Decrease in advertising spending
Major brands could decide to lower their advertising spending, as supply chain issues or reductions in sales affect their products. For example, consumer-packaged goods or manufacturing-related companies might decrease ad spending if there are inventory issues due to constraints in their supply chains, not wishing to risk marketing products that are not available. A survey of brands in China at the end of February showed that 7% had stopped advertising completely and 14% moving their budgets from offline spend to online. Industry sources predict that advertising growth rates in China will fall from 7% – predicted before the pandemic – to 3.9%.

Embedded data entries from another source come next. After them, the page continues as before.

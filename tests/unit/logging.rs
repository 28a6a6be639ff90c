use super::*;

#[test]
fn default_level_is_info_text() {
    let c = LoggingConfig::default();
    assert_eq!(c.level, "info");
    assert!(!c.json);
}

#[test]
fn config_deserializes_from_json() {
    let c: LoggingConfig =
        serde_json::from_str(r#"{ "level": "typereel=debug", "json": true }"#).unwrap();
    assert_eq!(c.level, "typereel=debug");
    assert!(c.json);
}

#[test]
fn second_install_reports_false() {
    let cfg = LoggingConfig {
        level: "warn".to_owned(),
        json: false,
    };
    let _ = init_logging(&cfg);
    assert!(!init_logging(&cfg));
}
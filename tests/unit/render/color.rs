use super::*;

fn css(s: &str) -> Option<[u8; 4]> {
    resolve_color(&ColorToken::css(s))
}

#[test]
fn hex_forms() {
    assert_eq!(css("#ff0000"), Some([255, 0, 0, 255]));
    assert_eq!(css("#FFFFFF"), Some([255, 255, 255, 255]));
    assert_eq!(css("#0000ff80"), Some([0, 0, 255, 128]));
    assert_eq!(css("#f00"), Some([255, 0, 0, 255]));
    assert_eq!(css("#f008"), Some([255, 0, 0, 136]));
    assert_eq!(css("#12345"), None);
    assert_eq!(css("#gg0000"), None);
}

#[test]
fn rgb_functions() {
    assert_eq!(css("rgba(0,0,0,0.5)"), Some([0, 0, 0, 128]));
    assert_eq!(css("rgb(255, 128, 0)"), Some([255, 128, 0, 255]));
    assert_eq!(css("rgb(255 0 0 / 50%)"), Some([255, 0, 0, 128]));
    assert_eq!(css("RGBA(255,255,255,0.2)"), Some([255, 255, 255, 51]));
    assert_eq!(css("rgb(1,2)"), None);
}

#[test]
fn hsl_functions() {
    assert_eq!(css("hsl(0, 100%, 50%)"), Some([255, 0, 0, 255]));
    assert_eq!(css("hsla(240, 100%, 50%, 0.5)"), Some([0, 0, 255, 128]));
    assert_eq!(css("hsl(0, 0%, 100%)"), Some([255, 255, 255, 255]));
}

#[test]
fn named_colors_from_the_authoring_tool() {
    assert_eq!(css("yellow"), Some([255, 255, 0, 255]));
    assert_eq!(css("Red"), Some([255, 0, 0, 255]));
    assert_eq!(css(" blue "), Some([0, 0, 255, 255]));
    assert_eq!(css("transparent"), Some([0, 0, 0, 0]));
}

#[test]
fn unknown_tokens_do_not_resolve() {
    assert_eq!(css("not-a-color"), None);
    assert_eq!(css(""), None);
    assert_eq!(css("url(x)"), None);
}

#[test]
fn rgba_tuple_passes_through() {
    assert_eq!(
        resolve_color(&ColorToken::Rgba([1, 2, 3, 4])),
        Some([1, 2, 3, 4])
    );
}
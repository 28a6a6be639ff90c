use std::path::{Path, PathBuf};
use std::sync::atomic::{AtomicBool, Ordering};
use std::sync::{Arc, RwLock};

use anyhow::Context as _;
use serde::{Deserialize, Serialize};

use crate::foundation::error::{ReelError, ReelResult};
use crate::overlay::model::OverlaySet;

/// On-disk overlay configuration: the overlays plus the font files they need.
///
/// Relative paths (`fonts`, `image.url`) resolve against the document's directory.
#[derive(Clone, Debug, Default, PartialEq, Serialize, Deserialize)]
pub struct OverlayDocument {
    /// Font files to register, in fallback order (the first one is the default face).
    #[serde(default)]
    pub fonts: Vec<String>,
    /// The overlays.
    #[serde(flatten)]
    pub overlays: OverlaySet,
    #[serde(skip)]
    root: Option<PathBuf>,
}

impl OverlayDocument {
    /// Wrap an overlay set with no fonts.
    pub fn new(overlays: OverlaySet) -> Self {
        Self {
            fonts: Vec::new(),
            overlays,
            root: None,
        }
    }

    /// Parse a document from JSON text.
    pub fn from_json_str(s: &str) -> ReelResult<Self> {
        serde_json::from_str(s).map_err(|e| ReelError::serde(e.to_string()))
    }

    /// Read and parse a document; asset paths will resolve relative to its directory.
    pub fn from_path(path: impl AsRef<Path>) -> ReelResult<Self> {
        let path = path.as_ref();
        let text = std::fs::read_to_string(path)
            .with_context(|| format!("read overlay document '{}'", path.display()))?;
        let mut doc = Self::from_json_str(&text)?;
        doc.root = Some(
            path.parent()
                .map(Path::to_path_buf)
                .unwrap_or_else(|| PathBuf::from(".")),
        );
        Ok(doc)
    }

    /// Directory that relative asset paths resolve against.
    pub fn assets_root(&self) -> &Path {
        self.root.as_deref().unwrap_or_else(|| Path::new("."))
    }

    /// Override the asset root.
    pub fn with_assets_root(mut self, root: impl Into<PathBuf>) -> Self {
        self.root = Some(root.into());
        self
    }
}

/// Read side of the overlay configuration collaborator.
///
/// Each render call takes one snapshot and renders exclusively from it, so edits made while a
/// frame is being composited land on the next frame.
pub trait OverlaySnapshots: Send + Sync {
    /// The current overlay set.
    fn snapshot(&self) -> Arc<OverlaySet>;
    /// Whether the diagnostic grid is currently toggled on.
    fn diagnostics_enabled(&self) -> bool;
}

/// Copy-on-write overlay store shared between an editor, the preview loop and captures.
#[derive(Debug, Default)]
pub struct LiveOverlays {
    current: RwLock<Arc<OverlaySet>>,
    diagnostics: AtomicBool,
}

impl LiveOverlays {
    /// Create a store holding `set`.
    pub fn new(set: OverlaySet) -> Self {
        Self {
            current: RwLock::new(Arc::new(set)),
            diagnostics: AtomicBool::new(false),
        }
    }

    /// Replace the whole overlay set. In-flight renders keep the snapshot they started with.
    pub fn replace(&self, set: OverlaySet) {
        let next = Arc::new(set);
        match self.current.write() {
            Ok(mut guard) => *guard = next,
            Err(poisoned) => *poisoned.into_inner() = next,
        }
    }

    /// Apply an edit to the current set and publish the result.
    ///
    /// The write lock is held for the whole edit, so concurrent edits serialize. Outstanding
    /// snapshots keep the set they were taken from.
    pub fn update(&self, edit: impl FnOnce(&mut OverlaySet)) {
        let mut guard = self
            .current
            .write()
            .unwrap_or_else(std::sync::PoisonError::into_inner);
        edit(Arc::make_mut(&mut guard));
    }

    /// Toggle the diagnostic grid.
    pub fn set_diagnostics(&self, enabled: bool) {
        self.diagnostics.store(enabled, Ordering::Relaxed);
    }
}

impl OverlaySnapshots for LiveOverlays {
    fn snapshot(&self) -> Arc<OverlaySet> {
        match self.current.read() {
            Ok(guard) => Arc::clone(&*guard),
            Err(poisoned) => Arc::clone(&*poisoned.into_inner()),
        }
    }

    fn diagnostics_enabled(&self) -> bool {
        self.diagnostics.load(Ordering::Relaxed)
    }
}

#[cfg(test)]
#[path = "../../tests/unit/overlay/document.rs"]
mod tests;
use super::*;
use crate::capture::clock::ManualClock;

fn clock() -> Arc<ManualClock> {
    Arc::new(ManualClock::new())
}

const CANVAS: Canvas = Canvas {
    width: 4,
    height: 2,
};

#[test]
fn playback_advances_only_while_playing() {
    let c = clock();
    let mut p = Playback::new(c.clone(), 2.0);
    c.advance(Duration::from_secs(1));
    assert_eq!(p.position(), 0.0);

    p.play();
    c.advance(Duration::from_millis(500));
    assert!((p.position() - 0.5).abs() < 1e-9);
    assert!(p.is_playing());

    p.pause();
    c.advance(Duration::from_secs(5));
    assert!((p.position() - 0.5).abs() < 1e-9);

    p.play();
    c.advance(Duration::from_secs(5));
    assert_eq!(p.position(), 2.0);
    assert!(p.is_ended());
    assert!(!p.is_playing());
}

#[test]
fn playback_seek_clamps_and_keeps_play_state() {
    let c = clock();
    let mut p = Playback::new(c.clone(), 3.0);
    p.seek(10.0);
    assert_eq!(p.position(), 3.0);
    p.seek(f64::NAN);
    assert_eq!(p.position(), 0.0);
    p.play();
    p.seek(1.0);
    c.advance(Duration::from_millis(250));
    assert!((p.position() - 1.25).abs() < 1e-9);
}

#[test]
fn degenerate_durations_end_immediately() {
    for d in [f64::NAN, -1.0, 0.0] {
        let p = Playback::new(clock(), d);
        assert!(p.is_ended());
    }
}

#[test]
fn synthetic_frames_follow_playback_slots() {
    let c = clock();
    let mut s = SyntheticSource::new(CANVAS, 1.0, c.clone()).with_fps(Fps::new(10, 1).unwrap());
    s.rewind().unwrap();
    assert!(s.is_ready());
    let first = s.current_frame().unwrap().pixel(0, 0).unwrap();
    assert_eq!(&first[..3], &SyntheticSource::slot_rgb(0));

    s.play();
    c.advance(Duration::from_millis(350));
    let f = s.current_frame().unwrap();
    assert!(!f.premultiplied);
    assert_eq!(f.pixel(3, 1).unwrap(), {
        let [r, g, b] = SyntheticSource::slot_rgb(3);
        [r, g, b, 255]
    });
}

#[test]
fn readiness_delay_counts_from_rewind() {
    let c = clock();
    let mut s = SyntheticSource::new(CANVAS, 1.0, c.clone())
        .with_ready_delay(Duration::from_millis(100));
    c.advance(Duration::from_secs(1));
    s.rewind().unwrap();
    assert!(!s.is_ready());
    c.advance(Duration::from_millis(100));
    assert!(s.is_ready());

    let mut never = SyntheticSource::new(CANVAS, 1.0, c.clone()).never_ready();
    never.rewind().unwrap();
    c.advance(Duration::from_secs(60));
    assert!(!never.is_ready());
}

#[test]
fn rewind_resets_position_and_pauses() {
    let c = clock();
    let mut s = SyntheticSource::new(CANVAS, 1.0, c.clone());
    s.play();
    c.advance(Duration::from_secs(2));
    assert!(s.is_ended());
    s.rewind().unwrap();
    assert_eq!(s.current_time(), 0.0);
    assert!(!s.is_playing());
    assert!(!s.is_ended());
}

#[test]
fn tone_source_opens_a_tap_and_silent_source_does_not() {
    let c = clock();
    let mut silent = SyntheticSource::new(CANVAS, 0.5, c.clone());
    assert!(silent.open_audio_tap().unwrap().is_none());

    let mut toned = SyntheticSource::new(CANVAS, 0.5, c).with_tone(440.0);
    let tap = toned.open_audio_tap().unwrap().unwrap();
    assert_eq!(tap.sample_rate(), TAP_SAMPLE_RATE);
    assert_eq!(tap.channels(), TAP_CHANNELS);
    assert!((tap.duration_sec() - 0.5).abs() < 1e-6);
    let path = tap.path().to_path_buf();
    assert!(path.exists());
    drop(tap);
    assert!(!path.exists());
}

#[test]
fn tone_on_unbounded_source_is_rejected() {
    let mut toned = SyntheticSource::new(CANVAS, f64::INFINITY, clock()).with_tone(440.0);
    let err = toned.open_audio_tap().unwrap_err();
    assert_eq!(
        err.kind(),
        crate::foundation::error::ErrorKind::ResourceUnavailable
    );
}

Consumers may also reduce spending on non-essential items, which could impact how brands allocate advertising spend across their portfolio of products. Bricks-and-mortar retailers are widely expected to suffer a drop in sales. According to HBR, the most agile companies can redeploy new sales channels to account for shortfalls – one beauty company in China achieved 200% growth in year-on-year sales after hiring online influencers to push their products online.
What does this mean for the long-term?
It is difficult to say what the long-term impacts of coronavirus will be on the media industry because nobody knows exactly when things will return to normal. The extent of the disruption will likely depend on the type of content that media companies produce and distribute.
In the news industry, for example, many companies have used live events as a diversification strategy to offset declines in print revenues. Many of them may not be able to absorb the hit to their bottom lines if large-scale events are cancelled indefinitely. How will that affect our news diets?
The film, TV and video industries can only maintain output if their physical operations are maintained. Already, movies and shows shot in China, South Korea and Hong Kong have faced delays; on-location content produced in Italy has been halted entirely. Would you still subscribe to Netflix if it couldn’t add new shows to its library?
Even media giants are not immune: “ecosystem” companies that use media to drive revenues to other parts of their business will also face disruption. Disney has announced it will close every one of its theme parks around the world, as well as suspending its cruise lines until the end of March at least. Disney may be one of the most well-known content producers on the planet, but 34% of its revenues come from theme parks and another 8% from consumer products.
Finally, if sports stadiums are forced to close their doors for the long term, they could lose their allure to broadcasters. Would these competitions be as good, or as popular, without the live atmosphere that fans create?
Ultimately, the most important thing for the media and entertainment industry is to help slow down the spread of the virus and keep people informed about what people should do to stay safe. With luck, these disruptions will just be temporary. Beyond this, the industry is in uncharted waters.